В Светлое Воскресение, древний как мир монах-грамматик*, приполз по стенке исповедовать умирающего. Подсел рядом. От старца воняло кислым и ссаньем.
− Всякий, будь то заблудший или праведный, достоин сострадания. Я буду держать тебя за руку...
Ответил ему на староэгльском, протестуя грубостью против скорой смерти.
− Подержи меня лучше за х..., старый пидор.
− Ты знаешь прежний эгле? - подивился монах. На отказ и оскорбление не обиделся. Мирское сие - собирать обиды. Мысленно он давно оставил живых их заботам.
Сейчас Эйгер прекрасно понимал грамматика. Жизнь бессмысленна не отрешенностью от праведных дел, а несостоятельностью грешить. Грех, вот что придает смысл существованию и значимость поступкам. Старый монах пребывал в безгреховной немощности. Фактически умер, не умерев.
− Достаточно прочитать Канон Веры и пересказать.
Поворотный момент. Неожиданный и, что скрывать, приятный. Из казематов − в киновий. Заковали в ножные кандалы и определили в библиотеку.
Последующие пять лет, в послушании, приводил в порядок книжное собрание. Многие из раритетов некогда принадлежали опальному Ордену Крестильного Огня.
Его труд был никому не нужен. Его знания эгле остались не востребованы. Будущее зависло не от образованности и усердия, а сговорчивости и доступности задницы монастырской братии. Упрямство грозило скорым возвращение в яму.

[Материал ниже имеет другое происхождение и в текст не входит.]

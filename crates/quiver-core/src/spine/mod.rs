//! Spine calculation and arrow balance

mod charts;
pub mod calculator;
pub mod foc;

pub use calculator::{
    calculate_required_spine, spine_tolerance_range, Adjustment, Confidence, SpineRange,
    SpineRequest, SpineResult, SpineUnits,
};
pub use foc::{calculate_foc, FocInput, FocResult};
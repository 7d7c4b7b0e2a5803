//! Engine commands.
//!
//! Each module wraps store and core calls for one area of the catalog and
//! owns the lifecycle logging for its public functions.

pub mod catalog;
pub mod matching;
pub mod migrate;
pub mod update;
pub mod validate;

В яму он не хотел.
Оправившись телесно, разлагался изнутри, завидуя мертвецам. И вот когда уже ничего не осталось ни в душе, ни за душой, и души-то самой щепоть праха - снизошло ему. Иногда судьба отберет многое, почти все, но случается, спохватится и отдарится стократно. Почему она попалась ему, тощенькая книжица в погрызенной мышами обложке? Почему догадался её открыть? Почему не отложил на потом, а прочитал? Ответов Эйгер не доискивался ни тогда, ни позже. Он обрел цель. Простую и понятную. И цель эта принадлежала ему одному и предназначалась для него одного. И все что сделает, сделает не ради высоких идеалов, торжества справедливости или спасения заблудших душ, а для себя. Вернет отнятое сторицей. Его жизнь легко и беспрепятственно наполнилась новым смыслом, а старые идеалы окончательно обратились в тлен.